__How to complete this task__
Pick every line from the data that holds the word "repositories".

(Records from a collection)

- Opening Delimiter -

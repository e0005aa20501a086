use super::audio::AudioClip;
use super::error::SynthesisError;
use super::language::LanguageIdentifier;
use super::segmenter::SpeechUnit;
use crate::infrastructure::repositories::TtsRepository;
use std::sync::Arc;

/// Turns one speech unit into one decoded clip via the TTS repository
pub struct Synthesizer {
    tts_repo: Arc<dyn TtsRepository>,
    identifier: Arc<LanguageIdentifier>,
}

impl Synthesizer {
    pub fn new(tts_repo: Arc<dyn TtsRepository>, identifier: Arc<LanguageIdentifier>) -> Self {
        Self {
            tts_repo,
            identifier,
        }
    }

    pub fn provider(&self) -> &'static str {
        self.tts_repo.provider()
    }

    /// `Ok(None)` when the unit has nothing to say. Backend failures are returned, not absorbed.
    pub async fn synthesize(&self, unit: &SpeechUnit) -> Result<Option<AudioClip>, SynthesisError> {
        let text = unit.text.trim();
        if text.is_empty() {
            return Ok(None);
        }

        let language = self.identifier.coerce(unit.language);
        if language != unit.language {
            tracing::warn!(
                requested = %unit.language,
                coerced = %language,
                "Unsupported unit language reached the synthesizer"
            );
        }

        let encoded = self
            .tts_repo
            .synthesize(text, language)
            .await
            .map_err(|detail| SynthesisError::Backend { language, detail })?;

        let clip = AudioClip::decode(&encoded)?;
        Ok(Some(clip))
    }
}
use async_openai::{config::OpenAIConfig, Client};
use std::sync::Arc;
use tracing_subscriber::{layer::SubscriberExt, util::SubscriberInitExt};

use habla_backend::controllers::{
    health::HealthController, learn::LearnController, speech::SpeechController,
};
use habla_backend::domain::session::SessionStore;
use habla_backend::domain::speech::SpeechService;
use habla_backend::domain::transcription::TranscriptionService;
use habla_backend::domain::tutor::TutorService;
use habla_backend::infrastructure::config::{Config, LogFormat, TtsProvider};
use habla_backend::infrastructure::http::{create_router, start_http_server};
use habla_backend::infrastructure::repositories::{
    OpenAiChatRepository, OpenAiTranscriptionRepository, OpenAiTtsRepository, PollyTtsRepository,
    TtsRepository,
};

#[tokio::main]
async fn main() -> Result<(), Box<dyn std::error::Error>> {
    // Load configuration
    let config = Config::from_env()?;

    // Initialize logging
    init_logging(&config);

    tracing::info!(
        "Starting Habla Backend on {}:{}",
        config.host,
        config.port
    );
    tracing::info!(
        environment = ?config.environment,
        tts_provider = ?config.tts_provider,
        supported_languages = ?config.supported_languages,
        default_language = %config.default_language,
        segment_mode = ?config.segment_mode,
        synthesis_concurrency = config.synthesis_concurrency,
        failure_policy = ?config.synthesis_failure_policy,
        "Pipeline configuration loaded"
    );

    // OpenAI client shared by chat, speech and transcription
    let mut openai_config = OpenAIConfig::new().with_api_key(config.openai_api_key.clone());
    if let Some(base_url) = &config.openai_base_url {
        openai_config = openai_config.with_api_base(base_url.clone());
    }
    let openai_client = Arc::new(Client::with_config(openai_config));

    let tts_repo = create_tts_repository(&config, openai_client.clone()).await;

    let config = Arc::new(config);

    // === DEPENDENCY INJECTION SETUP ===
    // 1. Instantiate repositories
    tracing::info!("Instantiating repositories...");
    let chat_repo = Arc::new(OpenAiChatRepository::new(
        openai_client.clone(),
        config.chat_model.clone(),
    ));
    let transcription_repo = Arc::new(OpenAiTranscriptionRepository::new(
        openai_client,
        config.transcription_model.clone(),
    ));

    // 2. Instantiate services
    tracing::info!("Instantiating services...");
    let identifier = Arc::new(config.language_identifier());
    let speech_service = Arc::new(SpeechService::new(
        identifier,
        tts_repo,
        config.pipeline_settings(),
    ));
    let sessions = Arc::new(SessionStore::new(
        config.session_capacity,
        config.summary_interval,
    ));
    let tutor_service = Arc::new(TutorService::new(
        chat_repo,
        speech_service.clone(),
        sessions,
    ));
    let transcription_service = Arc::new(TranscriptionService::new(
        transcription_repo,
        config.transcription_language.clone(),
    ));

    // 3. Instantiate controllers
    tracing::info!("Instantiating controllers...");
    let health_controller = Arc::new(HealthController::new(
        speech_service.provider(),
        config.supported_languages.clone(),
        config.default_language,
    ));
    let learn_controller = Arc::new(LearnController::new(tutor_service));
    let speech_controller = Arc::new(SpeechController::new(
        speech_service,
        transcription_service,
    ));

    // Start HTTP server with all routes
    let app = create_router(&config, health_controller, learn_controller, speech_controller);
    start_http_server(config, app).await?;

    Ok(())
}

async fn create_tts_repository(
    config: &Config,
    openai_client: Arc<Client<OpenAIConfig>>,
) -> Arc<dyn TtsRepository> {
    match config.tts_provider {
        TtsProvider::Polly => {
            tracing::info!("Initializing AWS Polly client with region: {}", config.aws_region);

            let has_access_key = std::env::var("AWS_ACCESS_KEY_ID").is_ok();
            let has_secret_key = std::env::var("AWS_SECRET_ACCESS_KEY").is_ok();
            if !has_access_key || !has_secret_key {
                tracing::warn!("AWS credentials not found in environment variables. Will attempt to use other credential providers (instance metadata, etc.)");
            }

            let aws_config = aws_config::defaults(aws_config::BehaviorVersion::latest())
                .region(aws_config::Region::new(config.aws_region.clone()))
                .load()
                .await;
            tracing::info!(region = ?aws_config.region(), "AWS configuration loaded");

            let polly_client = Arc::new(aws_sdk_polly::Client::new(&aws_config));
            Arc::new(PollyTtsRepository::new(polly_client))
        }
        TtsProvider::OpenAi => {
            tracing::info!(model = %config.openai_tts_model, "Using OpenAI speech synthesis");
            Arc::new(OpenAiTtsRepository::new(
                openai_client,
                config.openai_tts_model.clone(),
                config.openai_tts_voice.clone().unwrap_or_default(),
            ))
        }
    }
}

fn init_logging(config: &Config) {
    if config.log_format == LogFormat::Json {
        tracing_subscriber::registry()
            .with(
                tracing_subscriber::EnvFilter::try_from_default_env()
                    .unwrap_or_else(|_| "habla_backend=debug,tower_http=debug".into()),
            )
            .with(tracing_subscriber::fmt::layer().json())
            .init();
    } else {
        tracing_subscriber::registry()
            .with(
                tracing_subscriber::EnvFilter::try_from_default_env()
                    .unwrap_or_else(|_| "habla_backend=debug,tower_http=debug".into()),
            )
            .with(tracing_subscriber::fmt::layer().pretty())
            .init();
    }
}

- Closing Delimiter -

__Answer below__
use crate::infrastructure::repositories::TtsRepository;
use habla_backend::infrastructure::repositories::{
    // 1. Instantiate repositories
    tracing::info!("Instantiating repositories...");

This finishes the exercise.